Un couteau dans le cœur
de Yann Gonzalez
Sélection officielle
En compétition








Le méta-film série Z

Paris, été 1979. Anne est productrice de pornos gays au rabais. Lorsque Loïs, sa monteuse et compagne, la quitte, elle tente de la reconquérir en tournant un film plus ambitieux avec son complice de toujours, le flamboyant Archibald. Mais un de leurs acteurs est retrouvé sauvagement assassiné et Anne est entraînée dans une enquête étrange qui va bouleverser sa vie...
Après une magnifique séquence d'ouverture à mi-chemin entre Cruising de Friedkin et du De Palma, Yann Gonzalez rate son film. À travers ses références fétichistes, ce film-pulsion qu'aurait pu être Un couteau dans le cœur (après Les Rencontres d'après minuit du même réalisateur, l'une des plus belles révélations françaises de ces dernières années), n'est qu'en fait une vraie série Z qui se rêve mieux que ce qu'elle n'est. Le méta-film est exagéré (sexe et cinéma, montage du montage, écrans dans l'écran, pellicules que l'on coupe, corps que l'on lacère, remise en scène du récit criminel dans le porno), et le film part dans tous les sens : bien entendu on ne peut pas reprocher d'être Z à un film qui s'en réclame, mais là où le bât blesse, c'est dans la terrible absence de personnages ; Vanessa Paradis et Kate Moran, ainsi que leur relation amoureuse qui est à la base du film, n'existent pas. Les seconds rôles disparaissent au profit de troisième rôle ridicules (Romane Bohringer) ; Gonzalez cherche une idée originale de mise en scène à chaque séquence pour rattraper le manque de consistance du fond théorique qu'il fantasme.

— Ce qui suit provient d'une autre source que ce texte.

//! SQLite operations for identity records.
//!
//! Clients should generally not call these functions directly, and prefer the [`AuthManagement`] and
//! [`AccountManagement`] trait methods implemented on [`SqliteDatabase`](crate::SqliteDatabase) instead.

use chrono::{DateTime, Utc};
use log::debug;
use serde_json::Value;
use sqlx::{FromRow, SqliteConnection};

use crate::{
    db_types::{EmailAddress, Role, UpsertOutcome, UserAccount},
    traits::{AccountApiError, AuthApiError},
};

/// The raw shape of a `users` row. The role and profile columns are plain text and get converted when the row is
/// lifted into a [`UserAccount`].
#[derive(Debug, Clone, FromRow)]
struct UserRow {
    id: i64,
    email: String,
    role: String,
    profile: String,
    created_at: DateTime<Utc>,
    updated_at: DateTime<Utc>,
}

impl TryFrom<UserRow> for UserAccount {
    type Error = AccountApiError;

    fn try_from(row: UserRow) -> Result<Self, Self::Error> {
        let profile = serde_json::from_str::<Value>(&row.profile)
            .map_err(|e| AccountApiError::CorruptRecord(format!("profile for {}: {e}", row.email)))?;
        Ok(UserAccount {
            id: row.id,
            email: EmailAddress::new(row.email),
            role: Role::from(row.role),
            profile,
            created_at: row.created_at,
            updated_at: row.updated_at,
        })
    }
}

pub async fn fetch_account_by_email(
    email: &EmailAddress,
    conn: &mut SqliteConnection,
) -> Result<Option<UserAccount>, AccountApiError> {
    let row = sqlx::query_as::<_, UserRow>("SELECT * FROM users WHERE email = $1")
        .bind(email.as_str())
        .fetch_optional(conn)
        .await?;
    row.map(UserAccount::try_from).transpose()
}

/// Fetches the role column for the given email. `None` means no account record exists at all.
pub async fn role_for_email(
    email: &EmailAddress,
    conn: &mut SqliteConnection,
) -> Result<Option<Role>, AuthApiError> {
    let role: Option<String> = sqlx::query_scalar("SELECT role FROM users WHERE email = $1")
        .bind(email.as_str())
        .fetch_optional(conn)
        .await?;
    Ok(role.map(Role::from))
}

/// Creates or overwrites the account for `email` with the given profile document.
///
/// The document is stored verbatim. A `role` field inside it replaces the stored role; otherwise the existing role
/// is preserved (new accounts start as plain users). Concurrent upserts resolve last-write-wins.
pub async fn upsert_account(
    email: &EmailAddress,
    profile: &Value,
    conn: &mut SqliteConnection,
) -> Result<UpsertOutcome, AuthApiError> {
    let requested_role =
        profile.get("role").and_then(Value::as_str).map(|s| Role::from(s.to_string()));
    let existing_role = role_for_email(email, &mut *conn).await?;
    let profile_text = profile.to_string();
    let outcome = match existing_role {
        Some(current) => {
            let role = requested_role.unwrap_or(current);
            sqlx::query("UPDATE users SET role = $1, profile = $2, updated_at = CURRENT_TIMESTAMP WHERE email = $3")
                .bind(role.to_string())
                .bind(&profile_text)
                .bind(email.as_str())
                .execute(conn)
                .await?;
            UpsertOutcome::Updated
        },
        None => {
            let role = requested_role.unwrap_or_default();
            sqlx::query("INSERT INTO users (email, role, profile) VALUES ($1, $2, $3)")
                .bind(email.as_str())
                .bind(role.to_string())
                .bind(&profile_text)
                .execute(conn)
                .await?;
            UpsertOutcome::Created
        },
    };
    debug!("🗃️ Account for {email} {outcome}");
    Ok(outcome)
}

/// Sets the role for `email` to admin, creating a bare record if none exists. The returned outcome says which of
/// the two happened.
pub async fn grant_admin(
    email: &EmailAddress,
    conn: &mut SqliteConnection,
) -> Result<UpsertOutcome, AuthApiError> {
    let existed = role_for_email(email, &mut *conn).await?.is_some();
    sqlx::query(
        r#"INSERT INTO users (email, role) VALUES ($1, 'admin')
           ON CONFLICT(email) DO UPDATE SET role = 'admin', updated_at = CURRENT_TIMESTAMP"#,
    )
    .bind(email.as_str())
    .execute(conn)
    .await?;
    debug!("🗃️ {email} now has the admin role");
    Ok(if existed { UpsertOutcome::Updated } else { UpsertOutcome::Created })
}
use actix_web::{http::StatusCode, web, web::ServiceConfig};
use chrono::{TimeZone, Utc};
use parts_market_engine::{
    db_types::{EmailAddress, Role, UserAccount},
    AccountApi,
    AuthApi,
};
use serde_json::json;

use super::helpers::{get_request, issue_token};
use crate::{
    endpoint_tests::mocks::{MockAccountManager, MockAuthManager},
    routes::MyProfileRoute,
};

#[actix_web::test]
async fn fetch_my_profile_no_credential() {
    let _ = env_logger::try_init().ok();
    let err = get_request("", "/user/a@x.com", configure).await.expect_err("Expected error");
    assert_eq!(err, "No bearer credential was provided");
}

#[actix_web::test]
async fn fetch_my_profile() {
    let _ = env_logger::try_init().ok();
    let token = issue_token("a@x.com");
    let (status, body) = get_request(&token, "/user/a@x.com", configure).await.expect("Request failed");
    assert_eq!(status, StatusCode::OK);
    assert_eq!(body, PROFILE_JSON);
}

#[actix_web::test]
async fn try_fetch_another_users_profile() {
    let _ = env_logger::try_init().ok();
    let token = issue_token("b@x.com");
    let (status, body) = get_request(&token, "/user/a@x.com", configure).await.expect("Request failed");
    assert_eq!(status, StatusCode::FORBIDDEN);
    assert_eq!(body, r#"{"error":"Insufficient Permissions. b@x.com may not act on records belonging to another user"}"#);
}

#[actix_web::test]
async fn fetch_my_profile_before_first_login_is_not_found() {
    let _ = env_logger::try_init().ok();
    let token = issue_token("ghost@x.com");
    let (status, body) = get_request(&token, "/user/ghost@x.com", configure).await.expect("Request failed");
    assert_eq!(status, StatusCode::NOT_FOUND);
    assert_eq!(body, r#"{"error":"The data was not found. No account for ghost@x.com"}"#);
}

fn configure(cfg: &mut ServiceConfig) {
    let mut account_manager = MockAccountManager::new();
    account_manager
        .expect_fetch_account_by_email()
        .returning(|email| Ok((email.as_str() == "a@x.com").then(account)));
    cfg.service(MyProfileRoute::<MockAccountManager, MockAuthManager>::new())
        .app_data(web::Data::new(AccountApi::new(account_manager)))
        .app_data(web::Data::new(AuthApi::new(MockAuthManager::new())));
}

fn account() -> UserAccount {
    UserAccount {
        id: 1,
        email: EmailAddress::new("a@x.com"),
        role: Role::User,
        profile: json!({"email": "a@x.com", "name": "Alice"}),
        created_at: Utc.with_ymd_and_hms(2024, 2, 29, 13, 30, 0).unwrap(),
        updated_at: Utc.with_ymd_and_hms(2024, 2, 29, 13, 30, 0).unwrap(),
    }
}

const PROFILE_JSON: &str = r#"{"id":1,"email":"a@x.com","role":"user","profile":{"email":"a@x.com","name":"Alice"},"created_at":"2024-02-29T13:30:00Z","updated_at":"2024-02-29T13:30:00Z"}"#;
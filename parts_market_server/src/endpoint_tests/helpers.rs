use actix_web::{
    body::MessageBody,
    http::{header, StatusCode},
    test,
    test::TestRequest,
    web,
    web::ServiceConfig,
    App,
};
use log::debug;
use parts_market_engine::db_types::EmailAddress;
use pms_common::Secret;
use serde_json::Value;

use crate::{auth::TokenService, config::AuthConfig};

// Creates a test `AuthConfig` for issuing tokens. DO NOT re-use this secret anywhere.
pub fn get_auth_config() -> AuthConfig {
    AuthConfig { jwt_secret: Secret::new("endpoint test signing secret. do not reuse.".to_string()) }
}

pub fn issue_token(email: &str) -> String {
    let tokens = TokenService::new(&get_auth_config());
    tokens.issue(&EmailAddress::new(email)).expect("Failed to sign token")
}

pub async fn get_request(
    token: &str,
    path: &str,
    configure: fn(&mut ServiceConfig),
) -> Result<(StatusCode, String), String> {
    send_request(TestRequest::get().uri(path), token, configure).await
}

pub async fn post_request(
    token: &str,
    path: &str,
    body: Value,
    configure: fn(&mut ServiceConfig),
) -> Result<(StatusCode, String), String> {
    send_request(TestRequest::post().uri(path).set_json(body), token, configure).await
}

pub async fn put_request(
    token: &str,
    path: &str,
    body: Value,
    configure: fn(&mut ServiceConfig),
) -> Result<(StatusCode, String), String> {
    send_request(TestRequest::put().uri(path).set_json(body), token, configure).await
}

pub async fn patch_request(
    token: &str,
    path: &str,
    body: Value,
    configure: fn(&mut ServiceConfig),
) -> Result<(StatusCode, String), String> {
    send_request(TestRequest::patch().uri(path).set_json(body), token, configure).await
}

pub async fn delete_request(
    token: &str,
    path: &str,
    configure: fn(&mut ServiceConfig),
) -> Result<(StatusCode, String), String> {
    send_request(TestRequest::delete().uri(path), token, configure).await
}

/// Runs one request against a test app wired up with the given routes and mocks. Access-gate rejections surface
/// as `Err` with the error's display string; handler-level rejections come back as ordinary responses with their
/// status code and `{"error": …}` body.
async fn send_request(
    mut req: TestRequest,
    token: &str,
    configure: fn(&mut ServiceConfig),
) -> Result<(StatusCode, String), String> {
    if !token.is_empty() {
        req = req.insert_header((header::AUTHORIZATION, format!("Bearer {token}")));
    }
    let req = req.to_request();
    let tokens = TokenService::new(&get_auth_config());
    let app = App::new().app_data(web::Data::new(tokens)).configure(configure);

    let service = test::init_service(app).await;
    debug!("Making request");
    let (_, res) = test::try_call_service(&service, req).await.map_err(|e| e.to_string())?.into_parts();
    let status = res.status();
    let body = String::from_utf8_lossy(&res.into_body().try_into_bytes().unwrap()).into_owned();
    Ok((status, body))
}
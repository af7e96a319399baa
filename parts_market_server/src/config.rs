use std::env;

use log::*;
use pms_common::Secret;
use stripe_tools::StripeConfig;

use crate::errors::ServerError;

const DEFAULT_PMS_HOST: &str = "127.0.0.1";
const DEFAULT_PMS_PORT: u16 = 8360;

#[derive(Clone, Debug)]
pub struct ServerConfig {
    pub host: String,
    pub port: u16,
    pub database_url: String,
    pub auth: AuthConfig,
    pub stripe: StripeConfig,
}

impl ServerConfig {
    /// Loads the full server configuration from the environment.
    ///
    /// Host and port fall back to sensible defaults; the database URL and the two secrets (token signing key and
    /// payment processor key) are required, and a missing one aborts startup rather than limping along with a
    /// value that would silently invalidate every issued token or payment call.
    pub fn try_from_env() -> Result<Self, ServerError> {
        let host = env::var("PMS_HOST").ok().unwrap_or_else(|| DEFAULT_PMS_HOST.into());
        let port = env::var("PMS_PORT")
            .map(|s| {
                s.parse::<u16>().unwrap_or_else(|e| {
                    error!(
                        "🪛️ {s} is not a valid port for PMS_PORT. {e} Using the default, {DEFAULT_PMS_PORT}, instead."
                    );
                    DEFAULT_PMS_PORT
                })
            })
            .ok()
            .unwrap_or(DEFAULT_PMS_PORT);
        let database_url = env::var("PMS_DATABASE_URL")
            .map_err(|e| ServerError::ConfigurationError(format!("{e} [PMS_DATABASE_URL]")))?;
        let auth = AuthConfig::try_from_env()?;
        let stripe = StripeConfig::try_from_env().map_err(|e| ServerError::ConfigurationError(e.to_string()))?;
        Ok(Self { host, port, database_url, auth, stripe })
    }
}

//-------------------------------------------------  AuthConfig  ------------------------------------------------------
#[derive(Clone, Debug)]
pub struct AuthConfig {
    /// The secret used to sign and verify access tokens. Loaded once at startup and never rotated during a run.
    pub jwt_secret: Secret<String>,
}

impl AuthConfig {
    pub fn try_from_env() -> Result<Self, ServerError> {
        let jwt_secret =
            env::var("PMS_JWT_SECRET").map_err(|e| ServerError::ConfigurationError(format!("{e} [PMS_JWT_SECRET]")))?;
        if jwt_secret.is_empty() {
            return Err(ServerError::ConfigurationError("PMS_JWT_SECRET must not be empty".to_string()));
        }
        Ok(Self { jwt_secret: Secret::new(jwt_secret) })
    }
}
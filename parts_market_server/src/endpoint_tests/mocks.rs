use mockall::mock;
use parts_market_engine::{
    db_types::{EmailAddress, NewOrder, NewPayment, Order, Payment, Role, UpsertOutcome, UserAccount},
    traits::{
        AccountApiError,
        AccountManagement,
        AuthApiError,
        AuthManagement,
        OrderFlowDatabase,
        OrderFlowError,
    },
};
use serde_json::Value;

mock! {
    pub AuthManager {}
    impl AuthManagement for AuthManager {
        async fn upsert_account(&self, email: &EmailAddress, profile: &Value) -> Result<UpsertOutcome, AuthApiError>;
        async fn fetch_role_for_email(&self, email: &EmailAddress) -> Result<Option<Role>, AuthApiError>;
        async fn grant_admin(&self, email: &EmailAddress) -> Result<UpsertOutcome, AuthApiError>;
    }
}

mock! {
    pub AccountManager {}
    impl AccountManagement for AccountManager {
        async fn fetch_account_by_email(&self, email: &EmailAddress) -> Result<Option<UserAccount>, AccountApiError>;
        async fn fetch_orders_for_email(&self, email: &EmailAddress) -> Result<Vec<Order>, AccountApiError>;
        async fn fetch_order_by_id(&self, order_id: i64) -> Result<Option<Order>, AccountApiError>;
        async fn fetch_payments_for_order(&self, order_id: i64) -> Result<Vec<Payment>, AccountApiError>;
    }
}

mock! {
    pub OrderFlowManager {}
    impl OrderFlowDatabase for OrderFlowManager {
        async fn insert_order(&self, order: NewOrder) -> Result<Order, OrderFlowError>;
        async fn settle_order(&self, order_id: i64, payment: NewPayment) -> Result<Order, OrderFlowError>;
        async fn delete_order(&self, order_id: i64) -> Result<bool, OrderFlowError>;
    }
}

Chaque visage est étrange comme si tout devait par apparence chercher le bizarre, ce bizarre si dérangeant et lyrique que son premier film contenait. Peut-être que le budget grossi de ce second film est la raison de ce lissage... Les rapports transgressifs mort/sexe, le côté cru et transgenre semblent une mascarade forcée, à la recherche du style, là où Les Rencontres d'après minuit, paradoxalement, en un décor unique et factice, et par la dimension excessivement littéraire du texte, parvenait à créer beaucoup plus de visions. Il y a ici et là quelques fulgurances de mise en scène (dont une superbe séquence de tempête artificielle dans les bois) mais le film laisse un étrange goût de vulgarité et de film théorique légèrement bas de gamme. C'est plus l'idée du film que le film qui l'emportera, dans l'inconsistance de ses personnages (et donc de ses acteurs sous-exploités : Vanessa Paradis, Kate Moran, Nicolas Maury... quel gâchis!). Chaque idée du scénario semble inaboutie (l'oiselier et son temple maçonnique...), le fantastique sonne comme un gadget, l'horrifique comme un simple clin d'œil. Même le regard sur le monde transgenre underground semble terriblement plat. Reste les jeux chromatiques, les décadrages, le montage, toute cette belle façade dont le film exhibe dès qu'il peut les attributs ; mais cela n'aura pas suffi à masquer la pauvreté d'un film pourtant si prometteur.

Jean-Baptiste Doulcet



 

 


1h50 - France - Scénario : Yann GONZALEZ, Cristiano MANGIONE - Interprétation : Vanessa PARADIS, Kate MORAN, Nicolas MAURY, Salim TORKI, Pierre PIROL.